Une nette reprise est également attendue dans la construction l’an prochain, qui contraste avec le repli observé en 2022 et 2023. Est-ce en raison de la baisse anticipée des taux d’intérêt?
Ce n’est pas le facteur décisif ici. Au sortir de la pandémie, différents facteurs ont pénalisé ce secteur: les coûts de construction étaient en hausse. Il y a eu la hausse des prix de certains matériaux de construction et des problèmes d’approvisionnement. Tout cela s’est traduit par une pression sur les marges, une augmentation des prix de revient et un allongement des délais de réalisation. Ces problèmes tendent à se résorber, ce qui contribue aussi à une normalisation de la croissance dans le secteur de la construction.
Si l’on se projette dans le futur, l’étude sur le PIB romand estime qu’après vingt années exceptionnelles, les défis ne manqueront pas pour la Suisse romande dans les années à venir. A quels aspects faudra-t-il être particulièrement attentif ces prochaines années?
La démographie et le vieillissement de la population, le développement et l’adaptation des infrastructures, la transition énergétique ainsi que la numérisation seront des défis importants pour la Suisse romande, tout comme ce sera le cas ailleurs en Suisse.
Si l’on considère les aspects qui sont susceptibles d’affecter la Suisse romande plus spécifiquement, l’évolution de la situation géopolitique revêtira une importance particulière compte tenu de la forte orientation de notre région vers les exportations.

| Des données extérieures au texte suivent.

//! JWT encoding and decoding with the HS256 algorithm.
//!
//! The signing key is a shared symmetric secret. Decoding accepts exactly
//! HS256; tokens signed with any other algorithm are rejected outright,
//! closing the algorithm-confusion forgery vector.

use crate::claims::ProvisioningClaims;
use crate::error::AuthError;
use jsonwebtoken::{
    decode, encode, Algorithm, DecodingKey, EncodingKey, Header, TokenData, Validation,
};

/// Configuration for token validation.
#[derive(Debug, Clone)]
pub struct ValidationConfig {
    /// Leeway in seconds for exp/nbf validation (clock skew tolerance).
    pub leeway: u64,
    /// Whether to validate expiration.
    pub validate_exp: bool,
}

impl Default for ValidationConfig {
    fn default() -> Self {
        Self {
            leeway: 60, // 60 seconds clock skew tolerance
            validate_exp: true,
        }
    }
}

impl ValidationConfig {
    /// Create a new validation config with custom leeway.
    #[must_use]
    pub fn with_leeway(leeway: u64) -> Self {
        Self {
            leeway,
            ..Default::default()
        }
    }

    /// Disable expiration validation (use with caution).
    #[must_use]
    pub fn skip_exp_validation(mut self) -> Self {
        self.validate_exp = false;
        self
    }
}

/// Encode claims into a signed token string using HS256.
///
/// # Errors
///
/// Returns `AuthError::InvalidToken` if encoding fails.
pub fn encode_token(claims: &ProvisioningClaims, key: &[u8]) -> Result<String, AuthError> {
    let key = EncodingKey::from_secret(key);
    let header = Header::new(Algorithm::HS256);

    encode(&header, claims, &key).map_err(|e| AuthError::InvalidToken(format!("Encoding failed: {e}")))
}

/// Decode and validate a token.
///
/// # Errors
///
/// - `AuthError::TokenExpired` - Token has expired
/// - `AuthError::InvalidSignature` - Signature verification failed
/// - `AuthError::InvalidToken` - Token format is invalid
/// - `AuthError::InvalidAlgorithm` - Token uses an algorithm other than HS256
pub fn decode_token(
    token: &str,
    key: &[u8],
    config: &ValidationConfig,
) -> Result<ProvisioningClaims, AuthError> {
    let key = DecodingKey::from_secret(key);

    let mut validation = Validation::new(Algorithm::HS256);
    validation.leeway = config.leeway;
    validation.validate_exp = config.validate_exp;

    // Only accept HS256
    validation.algorithms = vec![Algorithm::HS256];

    let token_data: TokenData<ProvisioningClaims> =
        decode(token, &key, &validation).map_err(map_jwt_error)?;

    Ok(token_data.claims)
}

/// Map jsonwebtoken errors to `AuthError`.
fn map_jwt_error(err: jsonwebtoken::errors::Error) -> AuthError {
    use jsonwebtoken::errors::ErrorKind;

    match err.kind() {
        ErrorKind::ExpiredSignature => AuthError::TokenExpired,
        ErrorKind::ImmatureSignature => AuthError::InvalidToken("Token not yet valid".to_string()),
        ErrorKind::InvalidSignature => AuthError::InvalidSignature,
        ErrorKind::InvalidAlgorithm => AuthError::InvalidAlgorithm,
        ErrorKind::InvalidToken => AuthError::InvalidToken("Malformed token".to_string()),
        ErrorKind::Base64(_) => AuthError::InvalidToken("Invalid base64 encoding".to_string()),
        ErrorKind::Json(_) => AuthError::InvalidToken("Invalid JSON in claims".to_string()),
        ErrorKind::MissingRequiredClaim(claim) => AuthError::MissingClaim(claim.to_string()),
        _ => AuthError::InvalidToken(format!("Token validation failed: {err}")),
    }
}

#[cfg(test)]
mod tests {
    use super::*;
    use crate::ProvisioningClaims;
    use chrono::Utc;

    const TEST_KEY: &[u8] = b"test-signing-key-material";
    const WRONG_KEY: &[u8] = b"a-different-signing-key";

    fn test_claims() -> ProvisioningClaims {
        ProvisioningClaims::builder()
            .tenant("acme")
            .role("super_admin")
            .email("ops@example.com")
            .auth_status(true)
            .expires_in_secs(3600)
            .build()
    }

    #[test]
    fn test_encode_token_shape() {
        let token = encode_token(&test_claims(), TEST_KEY).unwrap();

        // Token should have 3 parts separated by dots
        assert_eq!(token.split('.').count(), 3);
    }

    #[test]
    fn test_round_trip_preserves_claims() {
        let original = test_claims();
        let token = encode_token(&original, TEST_KEY).unwrap();
        let decoded = decode_token(&token, TEST_KEY, &ValidationConfig::default()).unwrap();

        assert_eq!(decoded.data.tenan, "acme");
        assert_eq!(decoded.data.role, "super_admin");
        assert_eq!(decoded.data.email, "ops@example.com");
        assert!(decoded.data.auth_status);
        assert_eq!(decoded.exp, original.exp);
    }

    #[test]
    fn test_decode_token_wrong_key() {
        let token = encode_token(&test_claims(), TEST_KEY).unwrap();
        let result = decode_token(&token, WRONG_KEY, &ValidationConfig::default());

        assert!(matches!(result.unwrap_err(), AuthError::InvalidSignature));
    }

    #[test]
    fn test_decode_token_wrong_algorithm() {
        // Sign with HS384: structurally valid, same key family, wrong alg
        let header = jsonwebtoken::Header::new(Algorithm::HS384);
        let key = jsonwebtoken::EncodingKey::from_secret(TEST_KEY);
        let token = jsonwebtoken::encode(&header, &test_claims(), &key).unwrap();

        let result = decode_token(&token, TEST_KEY, &ValidationConfig::default());
        assert!(matches!(result.unwrap_err(), AuthError::InvalidAlgorithm));
    }

    #[test]
    fn test_decode_token_expired() {
        let claims = ProvisioningClaims::builder()
            .tenant("acme")
            .role("super_admin")
            .expiration(Utc::now().timestamp() - 3600) // 1 hour ago
            .build();

        let token = encode_token(&claims, TEST_KEY).unwrap();
        let result = decode_token(&token, TEST_KEY, &ValidationConfig::default());

        assert!(matches!(result.unwrap_err(), AuthError::TokenExpired));
    }

    #[test]
    fn test_decode_token_with_leeway() {
        // Token expired 30 seconds ago is still valid with 60s leeway
        let claims = ProvisioningClaims::builder()
            .tenant("acme")
            .role("super_admin")
            .expiration(Utc::now().timestamp() - 30)
            .build();

        let token = encode_token(&claims, TEST_KEY).unwrap();
        assert!(decode_token(&token, TEST_KEY, &ValidationConfig::default()).is_ok());

        // Expired 120 seconds ago fails even with the default leeway
        let claims = ProvisioningClaims::builder()
            .tenant("acme")
            .role("super_admin")
            .expiration(Utc::now().timestamp() - 120)
            .build();

        let token = encode_token(&claims, TEST_KEY).unwrap();
        let result = decode_token(&token, TEST_KEY, &ValidationConfig::default());
        assert!(matches!(result.unwrap_err(), AuthError::TokenExpired));
    }

    #[test]
    fn test_decode_token_malformed() {
        let result = decode_token("not.a.valid.token", TEST_KEY, &ValidationConfig::default());
        assert!(matches!(result.unwrap_err(), AuthError::InvalidToken(_)));
    }
}
//! Tenant provisioning handler.
//!
//! Orchestrates the full pipeline: parse body, validate token, check role,
//! check existence, provision. Each step short-circuits with its own
//! response; nothing downstream runs after a failure.

use axum::body::Bytes;
use axum::extract::State;
use axum::http::{header, HeaderMap, StatusCode};
use serde::Deserialize;
use tracing::{info, warn};

use provena_core::{roles, TenantName};
use provena_provisioning::{ProvisionError, ResourceName, ResourceStatus};

use crate::error::ApiError;
use crate::state::AppState;

/// Expected request body shape.
#[derive(Debug, Deserialize)]
pub struct ProvisionRequest {
    #[serde(rename = "tenanName")]
    pub tenan_name: String,
}

/// POST /tenants/provision
///
/// The body is parsed by hand rather than through the `Json` extractor so
/// the 400 response body carries the parse error verbatim.
pub async fn provision_handler(
    State(state): State<AppState>,
    headers: HeaderMap,
    body: Bytes,
) -> Result<(StatusCode, &'static str), ApiError> {
    let request: ProvisionRequest =
        serde_json::from_slice(&body).map_err(|e| ApiError::InvalidBody(e.to_string()))?;

    let tenant = TenantName::new(&request.tenan_name)
        .map_err(|e| ApiError::InvalidBody(e.to_string()))?;

    let raw_token = headers
        .get(header::AUTHORIZATION)
        .and_then(|v| v.to_str().ok())
        .ok_or(ApiError::Unauthorized)?;

    let claims = state.validator.validate(raw_token).await.map_err(|e| {
        if e.is_key_failure() {
            warn!(error = %e, "signing key fetch failed");
            ApiError::Internal
        } else {
            warn!(error = %e, "token validation failed");
            ApiError::Unauthorized
        }
    })?;

    // Role gate: a valid token is not enough
    if !claims.data.has_role(roles::SUPER_ADMIN) {
        warn!(tenant = %tenant, role = %claims.data.role, "insufficient role");
        return Err(ApiError::Unauthorized);
    }

    let resource = ResourceName::for_tenant(&tenant);

    let status = state.checker.check(&resource).await.map_err(|e| {
        warn!(resource = %resource, error = %e, "existence check failed");
        ApiError::Internal
    })?;

    if status == ResourceStatus::AlreadyExists {
        info!(resource = %resource, "resource already provisioned");
        return Ok((StatusCode::OK, "this tenan alreadly exists."));
    }

    state.strategy.provision(&resource).await.map_err(|e| {
        warn!(
            resource = %resource,
            strategy = state.strategy.strategy_type(),
            error = %e,
            "provisioning failed"
        );
        match e {
            ProvisionError::Publish(_) => ApiError::SendBusFailed,
            ProvisionError::Backend(_) => ApiError::CreateTableFailed,
        }
    })?;

    info!(
        resource = %resource,
        strategy = state.strategy.strategy_type(),
        "tenant provisioned"
    );
    Ok((StatusCode::OK, "ok"))
}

Plus une économie est ouverte, plus elle est sensible à l’évolution de la conjoncture internationale et aux questions liées à l’ouverture des marchés, que ce soit en lien avec les enjeux liés au protectionnisme ou aux relations entre la Suisse et l’UE. C’est pourquoi ces questions concerneront peut-être la Suisse romande à un degré plus marqué.